Task brief >> Provide the number of lines of the records that include "tables", with no other content.

Data shown >>
//! # Dashboard Screen
//!
//! Platform stat cards and one card per tokenized stock.

use crate::app::{App, AppState};
use crate::ui::theme::Theme;
use crate::ui::widgets::{stock_card, tables};
use crate::utils::format::{format_currency, format_number};
use shared::PlatformStats;

pub const LOAD_ERROR: &str = "Failed to load dashboard data";
pub const EMPTY_STOCKS: &str = "No stocks created yet. Create your first stock token above.";

/// Title, value and caption for each stat card, in display order.
pub fn stat_cards(stats: Option<&PlatformStats>) -> [(&'static str, Option<String>, &'static str); 4] {
    [
        (
            "Total Stocks",
            stats.map(|s| format_number(s.total_stocks as f64)),
            "Listed on platform",
        ),
        (
            "Total Holders",
            stats.map(|s| format_number(s.total_holders as f64)),
            "Unique token holders",
        ),
        (
            "Value Locked",
            stats.map(|s| format_currency(s.total_value_locked)),
            "In circulation",
        ),
        (
            "Pool Balance",
            stats.map(|s| format_currency(s.total_pool_value)),
            "Available to trade",
        ),
    ]
}

/// Render the dashboard
pub fn render(ui: &mut egui::Ui, state: &AppState, app: &mut App, theme: &Theme) {
    let query = app.queries().stats_state();

    if let (None, Some(err)) = (&query.data, &query.error) {
        egui::Frame::group(ui.style()).show(ui, |ui| {
            ui.set_min_height(120.0);
            ui.vertical_centered(|ui| {
                ui.add_space(30.0);
                ui.colored_label(theme.error, LOAD_ERROR);
                ui.colored_label(theme.dim, &err.message);
            });
        });
        return;
    }

    if let (Some(_), Some(err)) = (&query.data, &query.error) {
        ui.colored_label(
            theme.warning,
            format!("Showing last loaded figures. Refresh failed: {}", err.message),
        );
        ui.add_space(4.0);
    }

    let stats = query.data.as_deref();

    ui.horizontal_wrapped(|ui| {
        for (title, value, caption) in stat_cards(stats) {
            stock_card::render_stat_card(ui, title, value, caption, theme);
        }
    });

    ui.add_space(20.0);
    ui.label(egui::RichText::new("Stock Tokens").size(20.0).strong());
    ui.colored_label(theme.dim, "All tokenized stocks on the platform");
    ui.add_space(10.0);

    let Some(stats) = stats else {
        ui.horizontal_wrapped(|ui| {
            for _ in 0..3 {
                egui::Frame::group(ui.style()).fill(theme.surface).show(ui, |ui| {
                    ui.set_width(stock_card::STOCK_CARD_WIDTH);
                    tables::render_skeleton_bar(ui, 80.0, theme);
                    ui.add_space(6.0);
                    for _ in 0..4 {
                        tables::render_skeleton_bar(ui, 200.0, theme);
                    }
                });
            }
        });
        return;
    };

    if stats.stocks.is_empty() {
        egui::Frame::group(ui.style()).show(ui, |ui| {
            tables::render_empty_state(ui, EMPTY_STOCKS, None, theme);
        });
        return;
    }

    let mut status_change = None;
    ui.horizontal_wrapped(|ui| {
        for stock in &stats.stocks {
            let pending = state.pending.status_updates.contains(&stock.symbol);
            if let Some(status) = stock_card::render_stock_card(ui, stock, pending, theme) {
                status_change = Some((stock.symbol.clone(), status));
            }
        }
    });

    if let Some((symbol, status)) = status_change {
        app.change_stock_status(symbol, status);
    }
}
//! # Shared Data Transfer Objects Library
//!
//! This library defines the contract between the admin console and the remote
//! tokenization API. All DTOs use JSON serialization via `serde`.
//!
//! ## Structure
//!
//! - **[`dto`]**: Data Transfer Objects for API communication
//!   - **[`dto::tokenization`]**: Stocks, transactions, platform statistics and request inputs
//!   - **[`dto::error`]**: Error body returned by the API on failure
//! - **[`utils`]**: Shared utility functions
//!   - **[`utils::format_hash`]**: Shorten chain transaction hashes for display
//!
//! ## Wire Format
//!
//! The tokenization API speaks **camelCase** JSON:
//! - Rust fields are snake_case and renamed with `#[serde(rename_all = "camelCase")]`
//! - Optional request fields are omitted when `None`
//! - Enums serialize as SCREAMING_SNAKE_CASE strings (`ACTIVE`, `TRANSFER_TO_USER`)
//!
//! ## Usage
//!
//! ```rust
//! use shared::dto::tokenization::{MintStockInput, TransactionFilter, TransactionType};
//!
//! let input = MintStockInput {
//!     symbol: "AAPL".to_string(),
//!     amount: 100,
//!     custody_verification_url: None,
//!     notes: None,
//! };
//! let json = serde_json::to_value(&input).unwrap();
//! assert_eq!(json["symbol"], "AAPL");
//! assert!(json.get("notes").is_none());
//!
//! let filter = TransactionFilter {
//!     tx_type: Some(TransactionType::Mint),
//!     ..Default::default()
//! };
//! assert!(filter.symbol.is_none());
//! ```

pub mod dto;
pub mod utils;

// Re-export commonly used types for convenience
pub use dto::*;
pub use utils::*;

Reply >> 4